Janice Haaken - Trauma and Mental Health in Social Movements

Janice Haaken is a professor emeritus of psychology at Portland State University, a clinical psychologist, and a documentary filmmaker. In addition to her work as a professor at Portland State University, Haaken has taught as a Fulbright scholar at Durham University (UK) and University College Cork (Ireland) and as a visiting professor at London School of Economics (UK), York University (UK), and University of Michigan Ann Arbor. Her documentaries, including Guilty Except for Insanity (2009), Mind Zone: Therapists Behind the Front Lines (2014), Milk Men: The Life and Times of Dairy Farmers (2016), and Our Bodies Our Doctors (2019), focus on people and places on the social margins, drawing out their insights on the world around them. Jan has received numerous awards for her filmmaking, most recently the Lena Sharpe Persistence of Vision award at the 2019 Seattle International Film Festival. Haaken publishes extensively in psychoanalysis and feminism, the history and politics of diagnosis, trauma, culture, and memory, and the dynamics of storytelling. In addition to Pillar of Salt: Gender, Memory and the Perils of Looking Back(2000) and Hard Knocks: Psychology and the Dynamics of Storytelling (2010), her new book is called Psychiatry, Politics, and PTSD: Breaking Down (2021).
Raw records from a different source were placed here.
use async_trait::async_trait;

#[derive(Debug, Clone, Copy, PartialEq, Eq)]
pub enum HttpMethod {
    Get,
    Post,
    Put,
    Patch,
    Delete,
}

impl HttpMethod {
    #[must_use]
    pub fn as_str(self) -> &'static str {
        match self {
            Self::Get => "GET",
            Self::Post => "POST",
            Self::Put => "PUT",
            Self::Patch => "PATCH",
            Self::Delete => "DELETE",
        }
    }
}

#[derive(Debug, Clone, PartialEq, Eq)]
pub struct HttpRequest {
    pub method: HttpMethod,
    pub url: String,
    pub headers: Vec<(String, String)>,
    pub body: Option<String>,
}

impl HttpRequest {
    #[must_use]
    pub fn header(&self, name: &str) -> Option<&str> {
        self.headers
            .iter()
            .find(|(header_name, _)| header_name.eq_ignore_ascii_case(name))
            .map(|(_, value)| value.as_str())
    }
}

#[derive(Debug, Clone, PartialEq, Eq)]
pub struct HttpResponse {
    pub status: u16,
    pub content_type: Option<String>,
    pub body: String,
}

impl HttpResponse {
    #[must_use]
    pub fn is_success(&self) -> bool {
        (200..=299).contains(&self.status)
    }

    #[must_use]
    pub fn is_json(&self) -> bool {
        self.content_type
            .as_deref()
            .is_some_and(|value| value.to_ascii_lowercase().contains("application/json"))
    }
}

#[derive(Debug, Clone, PartialEq, Eq, thiserror::Error)]
pub enum TransportError {
    #[error("network error: {0}")]
    Network(String),
    #[error("failed to read response body: {0}")]
    Read(String),
    #[error("failed to build request: {0}")]
    Build(String),
}

/// One request, one attempt. Implementations must not retry or time out on
/// their own.
#[async_trait(?Send)]
pub trait HttpTransport {
    async fn send(&self, request: HttpRequest) -> Result<HttpResponse, TransportError>;
}

#[cfg(not(target_arch = "wasm32"))]
#[derive(Debug, Clone, Default)]
pub struct ReqwestTransport {
    http: reqwest::Client,
}

#[cfg(not(target_arch = "wasm32"))]
impl ReqwestTransport {
    #[must_use]
    pub fn new() -> Self {
        Self::default()
    }
}

#[cfg(not(target_arch = "wasm32"))]
#[async_trait(?Send)]
impl HttpTransport for ReqwestTransport {
    async fn send(&self, request: HttpRequest) -> Result<HttpResponse, TransportError> {
        let method = match request.method {
            HttpMethod::Get => reqwest::Method::GET,
            HttpMethod::Post => reqwest::Method::POST,
            HttpMethod::Put => reqwest::Method::PUT,
            HttpMethod::Patch => reqwest::Method::PATCH,
            HttpMethod::Delete => reqwest::Method::DELETE,
        };

        let mut builder = self.http.request(method, request.url.as_str());
        for (name, value) in &request.headers {
            builder = builder.header(name.as_str(), value.as_str());
        }
        if let Some(body) = request.body {
            builder = builder.body(body);
        }

        let response = builder
            .send()
            .await
            .map_err(|error| TransportError::Network(error.to_string()))?;
        let status = response.status().as_u16();
        let content_type = response
            .headers()
            .get(reqwest::header::CONTENT_TYPE)
            .and_then(|value| value.to_str().ok())
            .map(ToString::to_string);
        let body = response
            .text()
            .await
            .map_err(|error| TransportError::Read(error.to_string()))?;

        Ok(HttpResponse {
            status,
            content_type,
            body,
        })
    }
}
In this interview, she discusses her background in anti-psychiatry and other social movements and her experience liaising between theory and praxis in feminist movements, Occupy Wall Street, Black Lives Matter, and #MeToo. Weaving a history of how both radical and normative ideas and diagnoses in mental health play out in social movements, Jan draws upon her books and films to discuss how activists and mental health professionals alike can better reflect upon their practices and the role they play within larger social systems. We close by following her recent work, which unpacks the benefits and drawbacks of the PTSD diagnosis for personal narratives, collective memory-making, the US military, NGOs, and global mental health critics.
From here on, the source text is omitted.